WHAT NEEDS TO BE DONE:
Return each line of the records below that contains the word "given".
------------------------------------------------------------------------
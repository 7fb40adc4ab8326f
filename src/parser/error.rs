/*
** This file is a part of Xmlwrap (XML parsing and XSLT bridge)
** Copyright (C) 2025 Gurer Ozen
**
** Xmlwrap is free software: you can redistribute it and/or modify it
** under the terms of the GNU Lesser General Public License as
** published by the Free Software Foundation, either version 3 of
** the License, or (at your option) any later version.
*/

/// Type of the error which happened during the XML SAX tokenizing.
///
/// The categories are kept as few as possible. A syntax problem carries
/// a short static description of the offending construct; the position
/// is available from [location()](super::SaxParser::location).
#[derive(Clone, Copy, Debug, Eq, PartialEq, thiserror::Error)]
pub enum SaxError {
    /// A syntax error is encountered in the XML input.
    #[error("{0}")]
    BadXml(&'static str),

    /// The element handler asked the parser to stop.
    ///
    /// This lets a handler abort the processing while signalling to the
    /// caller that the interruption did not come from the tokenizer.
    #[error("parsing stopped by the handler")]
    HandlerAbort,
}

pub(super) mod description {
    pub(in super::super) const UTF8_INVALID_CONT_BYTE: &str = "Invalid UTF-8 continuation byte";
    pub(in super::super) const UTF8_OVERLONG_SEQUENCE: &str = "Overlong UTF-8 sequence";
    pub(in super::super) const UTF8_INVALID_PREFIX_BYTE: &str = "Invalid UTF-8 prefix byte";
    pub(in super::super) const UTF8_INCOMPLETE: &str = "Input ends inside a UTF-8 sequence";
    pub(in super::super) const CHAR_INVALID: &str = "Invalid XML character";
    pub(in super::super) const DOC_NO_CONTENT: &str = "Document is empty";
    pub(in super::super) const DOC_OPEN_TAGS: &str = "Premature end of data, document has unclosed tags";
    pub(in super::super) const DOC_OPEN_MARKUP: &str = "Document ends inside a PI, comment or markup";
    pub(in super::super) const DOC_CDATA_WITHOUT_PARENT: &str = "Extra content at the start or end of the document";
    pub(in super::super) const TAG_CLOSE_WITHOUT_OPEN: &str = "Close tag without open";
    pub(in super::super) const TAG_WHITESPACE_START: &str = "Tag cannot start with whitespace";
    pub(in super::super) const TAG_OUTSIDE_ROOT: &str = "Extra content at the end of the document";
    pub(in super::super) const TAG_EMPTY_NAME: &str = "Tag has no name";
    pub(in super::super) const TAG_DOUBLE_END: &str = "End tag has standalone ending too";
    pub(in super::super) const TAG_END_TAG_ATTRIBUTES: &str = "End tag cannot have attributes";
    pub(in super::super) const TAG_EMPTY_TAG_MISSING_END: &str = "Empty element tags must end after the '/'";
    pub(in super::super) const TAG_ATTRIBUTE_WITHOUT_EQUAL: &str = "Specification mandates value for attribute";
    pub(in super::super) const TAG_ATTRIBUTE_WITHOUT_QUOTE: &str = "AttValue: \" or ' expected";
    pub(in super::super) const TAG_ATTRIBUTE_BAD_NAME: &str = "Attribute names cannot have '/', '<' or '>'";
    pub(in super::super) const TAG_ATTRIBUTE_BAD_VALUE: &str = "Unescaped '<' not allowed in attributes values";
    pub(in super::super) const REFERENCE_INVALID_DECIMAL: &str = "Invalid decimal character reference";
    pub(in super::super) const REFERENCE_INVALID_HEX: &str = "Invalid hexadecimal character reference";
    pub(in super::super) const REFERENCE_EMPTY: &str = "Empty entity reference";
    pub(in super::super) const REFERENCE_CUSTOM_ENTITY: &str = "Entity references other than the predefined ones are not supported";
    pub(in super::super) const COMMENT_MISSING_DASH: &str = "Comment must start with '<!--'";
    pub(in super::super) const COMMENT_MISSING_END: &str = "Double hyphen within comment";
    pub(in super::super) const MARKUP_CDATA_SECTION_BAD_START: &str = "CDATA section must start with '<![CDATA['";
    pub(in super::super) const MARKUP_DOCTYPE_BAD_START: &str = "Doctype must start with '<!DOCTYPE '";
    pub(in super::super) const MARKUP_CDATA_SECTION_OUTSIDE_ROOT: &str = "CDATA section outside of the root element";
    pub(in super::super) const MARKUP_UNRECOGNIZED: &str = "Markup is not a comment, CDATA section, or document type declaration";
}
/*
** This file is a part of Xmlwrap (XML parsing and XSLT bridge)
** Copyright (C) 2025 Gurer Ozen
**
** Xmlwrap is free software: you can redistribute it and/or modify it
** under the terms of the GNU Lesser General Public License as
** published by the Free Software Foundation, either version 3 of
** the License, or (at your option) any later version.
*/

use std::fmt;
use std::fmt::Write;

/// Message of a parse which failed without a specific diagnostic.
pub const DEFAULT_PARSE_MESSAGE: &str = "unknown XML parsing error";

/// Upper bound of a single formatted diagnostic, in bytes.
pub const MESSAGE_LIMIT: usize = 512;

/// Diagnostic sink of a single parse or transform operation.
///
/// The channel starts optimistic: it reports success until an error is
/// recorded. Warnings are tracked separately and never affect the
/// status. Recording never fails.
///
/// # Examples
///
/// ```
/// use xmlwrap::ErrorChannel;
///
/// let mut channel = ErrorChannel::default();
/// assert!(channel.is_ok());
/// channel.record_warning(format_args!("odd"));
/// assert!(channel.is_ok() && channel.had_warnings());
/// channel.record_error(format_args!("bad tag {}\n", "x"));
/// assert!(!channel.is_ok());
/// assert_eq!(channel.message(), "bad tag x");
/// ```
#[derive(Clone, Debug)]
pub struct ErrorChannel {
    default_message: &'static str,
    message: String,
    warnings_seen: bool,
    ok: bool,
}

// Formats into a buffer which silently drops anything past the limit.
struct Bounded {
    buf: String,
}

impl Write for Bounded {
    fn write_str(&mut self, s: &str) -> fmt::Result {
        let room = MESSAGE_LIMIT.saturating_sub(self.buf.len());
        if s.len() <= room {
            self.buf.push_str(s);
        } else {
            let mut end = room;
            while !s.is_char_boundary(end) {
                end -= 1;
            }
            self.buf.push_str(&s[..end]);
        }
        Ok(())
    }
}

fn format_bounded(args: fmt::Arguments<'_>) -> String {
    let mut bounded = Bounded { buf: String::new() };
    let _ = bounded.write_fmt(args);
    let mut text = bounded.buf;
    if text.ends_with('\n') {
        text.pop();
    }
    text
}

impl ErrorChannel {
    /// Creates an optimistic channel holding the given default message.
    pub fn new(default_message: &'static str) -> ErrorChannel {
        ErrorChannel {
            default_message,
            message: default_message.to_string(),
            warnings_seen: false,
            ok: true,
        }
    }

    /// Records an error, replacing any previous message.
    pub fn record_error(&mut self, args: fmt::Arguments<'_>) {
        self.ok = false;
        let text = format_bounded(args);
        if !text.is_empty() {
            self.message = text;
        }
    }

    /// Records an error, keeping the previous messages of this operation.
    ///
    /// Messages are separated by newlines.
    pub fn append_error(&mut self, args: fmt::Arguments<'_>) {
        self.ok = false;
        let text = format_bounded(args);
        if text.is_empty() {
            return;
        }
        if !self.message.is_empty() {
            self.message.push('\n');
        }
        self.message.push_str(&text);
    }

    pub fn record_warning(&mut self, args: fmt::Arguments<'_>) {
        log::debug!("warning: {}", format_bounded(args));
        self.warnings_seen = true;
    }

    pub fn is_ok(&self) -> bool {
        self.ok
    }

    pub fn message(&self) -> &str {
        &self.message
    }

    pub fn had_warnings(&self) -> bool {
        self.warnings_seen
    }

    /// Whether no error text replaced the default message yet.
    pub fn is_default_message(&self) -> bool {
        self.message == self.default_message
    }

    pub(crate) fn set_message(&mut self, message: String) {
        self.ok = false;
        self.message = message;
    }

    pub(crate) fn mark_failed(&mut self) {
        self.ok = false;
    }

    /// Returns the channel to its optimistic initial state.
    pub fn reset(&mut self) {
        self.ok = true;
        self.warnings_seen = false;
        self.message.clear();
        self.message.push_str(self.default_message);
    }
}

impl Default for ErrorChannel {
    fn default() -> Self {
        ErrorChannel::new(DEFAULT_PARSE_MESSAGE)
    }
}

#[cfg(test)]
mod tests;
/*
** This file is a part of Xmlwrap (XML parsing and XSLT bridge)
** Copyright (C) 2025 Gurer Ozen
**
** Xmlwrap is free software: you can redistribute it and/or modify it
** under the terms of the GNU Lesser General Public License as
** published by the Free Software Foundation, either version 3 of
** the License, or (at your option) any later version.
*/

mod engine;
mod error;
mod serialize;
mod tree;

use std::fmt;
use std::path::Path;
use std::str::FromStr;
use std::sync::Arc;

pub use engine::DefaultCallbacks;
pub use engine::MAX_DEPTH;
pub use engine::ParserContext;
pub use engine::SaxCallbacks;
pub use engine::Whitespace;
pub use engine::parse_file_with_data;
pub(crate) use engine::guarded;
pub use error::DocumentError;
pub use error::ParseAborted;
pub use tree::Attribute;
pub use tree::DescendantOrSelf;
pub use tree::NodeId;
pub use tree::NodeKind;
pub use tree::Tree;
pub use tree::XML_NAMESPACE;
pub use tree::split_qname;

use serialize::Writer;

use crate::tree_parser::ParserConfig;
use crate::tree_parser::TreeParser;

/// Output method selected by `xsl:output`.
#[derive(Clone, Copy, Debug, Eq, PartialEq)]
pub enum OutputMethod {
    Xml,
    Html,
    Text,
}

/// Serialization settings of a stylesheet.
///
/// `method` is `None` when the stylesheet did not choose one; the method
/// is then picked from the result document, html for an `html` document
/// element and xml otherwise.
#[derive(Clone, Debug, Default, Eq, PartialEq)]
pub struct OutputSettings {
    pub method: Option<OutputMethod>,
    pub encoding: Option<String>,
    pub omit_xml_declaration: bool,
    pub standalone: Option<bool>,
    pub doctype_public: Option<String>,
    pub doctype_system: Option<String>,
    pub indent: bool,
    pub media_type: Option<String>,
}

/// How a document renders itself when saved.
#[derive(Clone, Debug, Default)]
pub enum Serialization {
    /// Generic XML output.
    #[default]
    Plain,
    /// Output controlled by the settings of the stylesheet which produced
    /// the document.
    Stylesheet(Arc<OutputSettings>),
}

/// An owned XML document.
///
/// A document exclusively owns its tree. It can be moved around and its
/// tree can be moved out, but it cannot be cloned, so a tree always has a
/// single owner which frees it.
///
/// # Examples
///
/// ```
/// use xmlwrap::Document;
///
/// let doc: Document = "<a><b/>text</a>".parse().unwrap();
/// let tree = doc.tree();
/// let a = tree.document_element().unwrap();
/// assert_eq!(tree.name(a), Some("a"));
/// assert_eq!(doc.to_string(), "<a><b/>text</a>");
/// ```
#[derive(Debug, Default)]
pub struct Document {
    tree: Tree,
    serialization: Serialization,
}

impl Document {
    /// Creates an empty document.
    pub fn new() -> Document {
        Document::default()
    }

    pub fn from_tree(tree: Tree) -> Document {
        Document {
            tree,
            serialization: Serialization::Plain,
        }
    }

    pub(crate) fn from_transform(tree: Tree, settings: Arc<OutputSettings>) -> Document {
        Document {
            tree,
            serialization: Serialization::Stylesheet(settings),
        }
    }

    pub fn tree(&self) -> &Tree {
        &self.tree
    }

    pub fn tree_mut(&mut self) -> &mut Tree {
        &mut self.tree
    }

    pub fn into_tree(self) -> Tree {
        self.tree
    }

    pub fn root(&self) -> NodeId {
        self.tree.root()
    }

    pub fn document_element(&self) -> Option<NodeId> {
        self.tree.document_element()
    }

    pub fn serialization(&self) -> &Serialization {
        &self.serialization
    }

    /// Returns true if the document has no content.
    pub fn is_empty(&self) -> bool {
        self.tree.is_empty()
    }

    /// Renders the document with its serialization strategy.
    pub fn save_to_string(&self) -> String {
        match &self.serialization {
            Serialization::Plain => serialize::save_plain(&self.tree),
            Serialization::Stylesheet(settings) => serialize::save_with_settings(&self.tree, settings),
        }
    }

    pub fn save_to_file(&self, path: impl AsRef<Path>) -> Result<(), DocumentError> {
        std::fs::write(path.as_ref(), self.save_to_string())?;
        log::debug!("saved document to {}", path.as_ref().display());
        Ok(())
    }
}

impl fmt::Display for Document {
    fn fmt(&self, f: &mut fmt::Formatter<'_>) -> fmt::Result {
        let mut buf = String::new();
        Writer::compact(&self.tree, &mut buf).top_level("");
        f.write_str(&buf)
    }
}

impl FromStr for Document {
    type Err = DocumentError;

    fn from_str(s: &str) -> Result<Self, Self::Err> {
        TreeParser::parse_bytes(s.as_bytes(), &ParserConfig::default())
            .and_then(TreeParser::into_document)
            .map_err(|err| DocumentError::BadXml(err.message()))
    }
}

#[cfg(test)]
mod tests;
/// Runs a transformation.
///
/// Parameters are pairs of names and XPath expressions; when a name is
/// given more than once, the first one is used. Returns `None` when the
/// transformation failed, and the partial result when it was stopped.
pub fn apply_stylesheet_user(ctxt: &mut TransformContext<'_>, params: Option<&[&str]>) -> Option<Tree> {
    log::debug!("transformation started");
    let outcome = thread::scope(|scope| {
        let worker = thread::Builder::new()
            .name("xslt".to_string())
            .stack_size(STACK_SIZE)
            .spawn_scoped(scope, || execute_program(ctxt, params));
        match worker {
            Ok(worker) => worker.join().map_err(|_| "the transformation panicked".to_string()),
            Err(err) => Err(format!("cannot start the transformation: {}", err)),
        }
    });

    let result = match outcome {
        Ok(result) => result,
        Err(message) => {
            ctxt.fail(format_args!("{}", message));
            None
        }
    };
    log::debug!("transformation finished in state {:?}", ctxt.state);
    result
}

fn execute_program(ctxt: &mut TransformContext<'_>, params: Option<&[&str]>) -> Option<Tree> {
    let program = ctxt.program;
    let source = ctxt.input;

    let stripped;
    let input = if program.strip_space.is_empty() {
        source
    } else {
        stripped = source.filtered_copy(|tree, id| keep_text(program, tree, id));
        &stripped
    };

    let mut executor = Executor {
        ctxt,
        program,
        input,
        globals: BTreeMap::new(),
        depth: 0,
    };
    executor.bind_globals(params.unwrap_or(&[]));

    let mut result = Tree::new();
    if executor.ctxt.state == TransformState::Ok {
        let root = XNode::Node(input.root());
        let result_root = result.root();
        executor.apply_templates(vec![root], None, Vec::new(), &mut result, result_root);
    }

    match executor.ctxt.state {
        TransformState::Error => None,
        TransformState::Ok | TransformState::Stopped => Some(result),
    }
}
------------------------------------------------------------------------
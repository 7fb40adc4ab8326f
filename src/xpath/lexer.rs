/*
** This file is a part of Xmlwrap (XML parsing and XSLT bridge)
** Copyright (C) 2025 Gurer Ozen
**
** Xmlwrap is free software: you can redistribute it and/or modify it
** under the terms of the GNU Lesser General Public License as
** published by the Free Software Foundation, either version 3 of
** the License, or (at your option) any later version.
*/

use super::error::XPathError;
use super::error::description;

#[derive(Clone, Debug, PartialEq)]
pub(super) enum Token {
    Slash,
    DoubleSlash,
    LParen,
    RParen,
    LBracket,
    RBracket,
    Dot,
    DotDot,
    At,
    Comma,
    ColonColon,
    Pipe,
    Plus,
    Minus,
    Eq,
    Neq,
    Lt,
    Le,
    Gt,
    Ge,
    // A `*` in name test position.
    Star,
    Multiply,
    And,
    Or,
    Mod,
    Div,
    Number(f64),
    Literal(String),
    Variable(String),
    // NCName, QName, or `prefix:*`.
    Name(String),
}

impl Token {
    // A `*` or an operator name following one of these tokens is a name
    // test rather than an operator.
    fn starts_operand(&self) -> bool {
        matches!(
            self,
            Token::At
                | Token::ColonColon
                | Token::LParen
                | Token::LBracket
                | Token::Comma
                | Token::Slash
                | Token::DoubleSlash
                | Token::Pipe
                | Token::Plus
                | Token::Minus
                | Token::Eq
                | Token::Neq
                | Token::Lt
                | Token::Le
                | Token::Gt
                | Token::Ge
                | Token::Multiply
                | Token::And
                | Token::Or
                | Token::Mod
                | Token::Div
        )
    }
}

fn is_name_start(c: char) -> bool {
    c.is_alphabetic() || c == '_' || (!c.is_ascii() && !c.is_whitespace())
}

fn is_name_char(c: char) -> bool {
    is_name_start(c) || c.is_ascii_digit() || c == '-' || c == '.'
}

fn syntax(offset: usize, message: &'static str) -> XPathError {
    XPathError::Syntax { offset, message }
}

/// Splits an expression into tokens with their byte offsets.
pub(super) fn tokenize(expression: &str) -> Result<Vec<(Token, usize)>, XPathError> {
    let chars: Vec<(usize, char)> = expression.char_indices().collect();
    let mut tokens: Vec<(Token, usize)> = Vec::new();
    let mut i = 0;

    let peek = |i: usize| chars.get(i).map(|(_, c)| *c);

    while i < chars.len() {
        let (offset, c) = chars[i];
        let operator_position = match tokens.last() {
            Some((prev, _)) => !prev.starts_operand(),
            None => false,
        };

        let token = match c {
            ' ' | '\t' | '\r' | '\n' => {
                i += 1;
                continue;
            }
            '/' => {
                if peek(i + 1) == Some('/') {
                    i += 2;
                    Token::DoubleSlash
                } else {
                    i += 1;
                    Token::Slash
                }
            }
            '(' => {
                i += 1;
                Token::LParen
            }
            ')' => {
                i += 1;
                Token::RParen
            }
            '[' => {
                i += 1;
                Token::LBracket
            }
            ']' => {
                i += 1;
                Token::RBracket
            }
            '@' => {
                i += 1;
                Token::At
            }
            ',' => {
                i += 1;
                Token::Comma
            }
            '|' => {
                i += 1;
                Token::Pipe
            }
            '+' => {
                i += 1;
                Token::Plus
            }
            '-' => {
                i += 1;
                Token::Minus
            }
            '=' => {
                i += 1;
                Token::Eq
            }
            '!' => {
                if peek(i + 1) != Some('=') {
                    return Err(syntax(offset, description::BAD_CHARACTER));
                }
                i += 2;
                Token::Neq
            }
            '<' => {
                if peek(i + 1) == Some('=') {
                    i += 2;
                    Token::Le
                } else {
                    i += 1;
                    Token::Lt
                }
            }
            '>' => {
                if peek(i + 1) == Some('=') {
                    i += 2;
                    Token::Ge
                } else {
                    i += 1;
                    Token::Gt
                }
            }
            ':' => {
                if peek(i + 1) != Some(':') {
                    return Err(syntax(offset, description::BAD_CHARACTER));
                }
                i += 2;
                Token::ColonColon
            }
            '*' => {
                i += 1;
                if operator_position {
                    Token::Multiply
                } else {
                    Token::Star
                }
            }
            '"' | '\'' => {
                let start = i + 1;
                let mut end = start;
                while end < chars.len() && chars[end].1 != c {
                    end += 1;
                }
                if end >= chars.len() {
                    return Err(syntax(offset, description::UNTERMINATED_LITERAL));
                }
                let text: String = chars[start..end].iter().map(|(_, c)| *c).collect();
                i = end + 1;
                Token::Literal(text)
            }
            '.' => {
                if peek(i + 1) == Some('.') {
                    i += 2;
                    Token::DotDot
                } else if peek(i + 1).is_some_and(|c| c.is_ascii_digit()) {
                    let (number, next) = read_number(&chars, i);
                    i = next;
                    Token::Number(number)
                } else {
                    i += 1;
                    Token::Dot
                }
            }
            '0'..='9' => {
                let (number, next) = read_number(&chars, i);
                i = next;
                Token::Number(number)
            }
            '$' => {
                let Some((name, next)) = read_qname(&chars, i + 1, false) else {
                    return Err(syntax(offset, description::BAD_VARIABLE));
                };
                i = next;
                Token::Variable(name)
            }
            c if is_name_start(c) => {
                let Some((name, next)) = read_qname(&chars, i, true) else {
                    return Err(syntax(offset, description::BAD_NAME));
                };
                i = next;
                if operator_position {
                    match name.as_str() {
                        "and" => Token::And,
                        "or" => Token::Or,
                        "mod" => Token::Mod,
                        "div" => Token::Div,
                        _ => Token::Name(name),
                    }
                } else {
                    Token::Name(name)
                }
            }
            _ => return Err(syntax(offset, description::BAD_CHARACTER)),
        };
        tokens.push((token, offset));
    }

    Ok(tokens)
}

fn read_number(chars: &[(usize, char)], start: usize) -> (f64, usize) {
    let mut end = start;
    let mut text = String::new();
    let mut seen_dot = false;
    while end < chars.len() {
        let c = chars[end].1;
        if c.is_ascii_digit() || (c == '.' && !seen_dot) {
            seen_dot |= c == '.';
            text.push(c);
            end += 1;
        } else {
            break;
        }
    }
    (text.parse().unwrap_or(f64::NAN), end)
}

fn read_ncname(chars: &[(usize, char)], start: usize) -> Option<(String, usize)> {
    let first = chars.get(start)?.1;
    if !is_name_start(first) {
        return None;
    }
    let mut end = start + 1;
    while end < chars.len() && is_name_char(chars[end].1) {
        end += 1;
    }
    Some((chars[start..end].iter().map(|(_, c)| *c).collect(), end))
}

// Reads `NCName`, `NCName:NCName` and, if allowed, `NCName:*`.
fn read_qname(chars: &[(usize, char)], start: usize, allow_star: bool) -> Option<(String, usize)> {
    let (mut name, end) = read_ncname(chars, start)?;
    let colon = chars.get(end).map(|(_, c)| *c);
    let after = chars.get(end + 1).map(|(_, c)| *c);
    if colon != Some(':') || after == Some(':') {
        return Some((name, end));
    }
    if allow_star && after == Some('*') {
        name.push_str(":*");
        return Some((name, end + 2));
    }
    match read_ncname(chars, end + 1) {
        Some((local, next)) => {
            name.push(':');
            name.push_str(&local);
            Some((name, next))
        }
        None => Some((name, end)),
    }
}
------------------------------------------------------------------------
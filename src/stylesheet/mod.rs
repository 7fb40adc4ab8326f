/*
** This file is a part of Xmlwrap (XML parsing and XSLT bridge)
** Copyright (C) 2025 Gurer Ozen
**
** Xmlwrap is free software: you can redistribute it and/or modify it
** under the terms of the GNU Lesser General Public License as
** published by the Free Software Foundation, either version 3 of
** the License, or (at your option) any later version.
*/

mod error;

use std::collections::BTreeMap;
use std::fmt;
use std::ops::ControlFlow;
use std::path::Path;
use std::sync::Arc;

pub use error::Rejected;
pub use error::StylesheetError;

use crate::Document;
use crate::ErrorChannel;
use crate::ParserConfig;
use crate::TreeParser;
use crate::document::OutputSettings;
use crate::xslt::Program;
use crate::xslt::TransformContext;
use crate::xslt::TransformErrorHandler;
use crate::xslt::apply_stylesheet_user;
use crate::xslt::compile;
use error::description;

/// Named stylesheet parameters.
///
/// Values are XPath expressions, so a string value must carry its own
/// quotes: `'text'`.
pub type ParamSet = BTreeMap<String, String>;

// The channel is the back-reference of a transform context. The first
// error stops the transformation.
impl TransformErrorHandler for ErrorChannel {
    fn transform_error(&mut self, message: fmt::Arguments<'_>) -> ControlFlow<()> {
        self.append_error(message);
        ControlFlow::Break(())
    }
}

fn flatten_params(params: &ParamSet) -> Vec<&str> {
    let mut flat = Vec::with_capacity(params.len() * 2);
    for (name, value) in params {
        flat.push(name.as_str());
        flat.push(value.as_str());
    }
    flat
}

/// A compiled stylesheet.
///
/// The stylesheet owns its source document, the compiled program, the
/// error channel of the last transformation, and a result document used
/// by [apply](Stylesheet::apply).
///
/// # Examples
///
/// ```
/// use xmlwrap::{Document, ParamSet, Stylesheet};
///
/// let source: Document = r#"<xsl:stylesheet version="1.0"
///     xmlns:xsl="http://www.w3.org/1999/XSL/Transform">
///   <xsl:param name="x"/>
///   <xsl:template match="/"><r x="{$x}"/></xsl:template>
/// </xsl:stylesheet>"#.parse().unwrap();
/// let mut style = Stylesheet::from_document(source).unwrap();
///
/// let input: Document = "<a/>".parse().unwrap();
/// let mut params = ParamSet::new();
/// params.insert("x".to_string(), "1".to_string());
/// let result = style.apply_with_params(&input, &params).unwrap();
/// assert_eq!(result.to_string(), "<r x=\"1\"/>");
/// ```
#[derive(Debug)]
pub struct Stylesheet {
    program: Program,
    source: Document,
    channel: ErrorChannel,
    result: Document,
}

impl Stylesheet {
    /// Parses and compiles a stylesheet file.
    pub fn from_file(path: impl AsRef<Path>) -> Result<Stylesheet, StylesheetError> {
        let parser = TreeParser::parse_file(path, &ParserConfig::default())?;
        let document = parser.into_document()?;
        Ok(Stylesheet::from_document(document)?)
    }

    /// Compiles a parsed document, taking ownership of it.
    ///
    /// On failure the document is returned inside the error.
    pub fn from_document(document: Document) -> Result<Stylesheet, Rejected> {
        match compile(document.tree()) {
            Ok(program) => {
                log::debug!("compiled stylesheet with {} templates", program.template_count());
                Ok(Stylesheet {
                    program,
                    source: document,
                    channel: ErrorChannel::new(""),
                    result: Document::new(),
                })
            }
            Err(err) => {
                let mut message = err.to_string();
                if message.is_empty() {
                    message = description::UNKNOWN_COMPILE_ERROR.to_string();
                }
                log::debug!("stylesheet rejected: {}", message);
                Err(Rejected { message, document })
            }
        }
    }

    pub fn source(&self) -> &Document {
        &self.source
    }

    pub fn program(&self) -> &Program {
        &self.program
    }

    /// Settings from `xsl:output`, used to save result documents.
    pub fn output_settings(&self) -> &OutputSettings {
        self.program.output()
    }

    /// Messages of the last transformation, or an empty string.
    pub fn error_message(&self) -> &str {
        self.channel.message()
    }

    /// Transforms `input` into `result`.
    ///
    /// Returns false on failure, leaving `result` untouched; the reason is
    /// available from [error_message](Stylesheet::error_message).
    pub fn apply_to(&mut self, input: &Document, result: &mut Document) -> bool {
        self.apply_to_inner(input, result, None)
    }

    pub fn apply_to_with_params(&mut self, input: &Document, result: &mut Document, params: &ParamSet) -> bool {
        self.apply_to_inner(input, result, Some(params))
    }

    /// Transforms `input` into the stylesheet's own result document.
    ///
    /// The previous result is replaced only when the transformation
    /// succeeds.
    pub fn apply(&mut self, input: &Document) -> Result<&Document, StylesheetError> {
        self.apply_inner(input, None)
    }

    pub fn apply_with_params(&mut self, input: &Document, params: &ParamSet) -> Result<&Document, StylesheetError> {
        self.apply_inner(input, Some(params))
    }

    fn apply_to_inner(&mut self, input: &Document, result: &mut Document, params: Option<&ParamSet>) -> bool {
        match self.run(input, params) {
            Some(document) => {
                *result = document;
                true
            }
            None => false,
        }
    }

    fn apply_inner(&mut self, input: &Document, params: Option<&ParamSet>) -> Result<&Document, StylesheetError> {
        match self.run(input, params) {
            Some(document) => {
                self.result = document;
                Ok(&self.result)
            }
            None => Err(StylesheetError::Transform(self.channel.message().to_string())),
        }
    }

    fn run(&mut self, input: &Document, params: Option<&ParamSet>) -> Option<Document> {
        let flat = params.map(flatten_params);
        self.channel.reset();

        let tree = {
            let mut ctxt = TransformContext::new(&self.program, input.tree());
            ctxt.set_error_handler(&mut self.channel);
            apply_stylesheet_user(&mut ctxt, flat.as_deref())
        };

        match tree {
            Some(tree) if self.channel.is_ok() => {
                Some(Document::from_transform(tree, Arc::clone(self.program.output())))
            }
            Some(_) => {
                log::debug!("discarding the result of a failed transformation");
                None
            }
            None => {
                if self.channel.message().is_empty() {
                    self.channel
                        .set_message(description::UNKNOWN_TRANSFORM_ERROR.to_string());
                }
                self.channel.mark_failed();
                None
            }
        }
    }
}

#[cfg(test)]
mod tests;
------------------------------------------------------------------------
SOLUTION TO THIS EXERCISE:
    /// Creates an optimistic channel holding the given default message.
/// given more than once, the first one is used. Returns `None` when the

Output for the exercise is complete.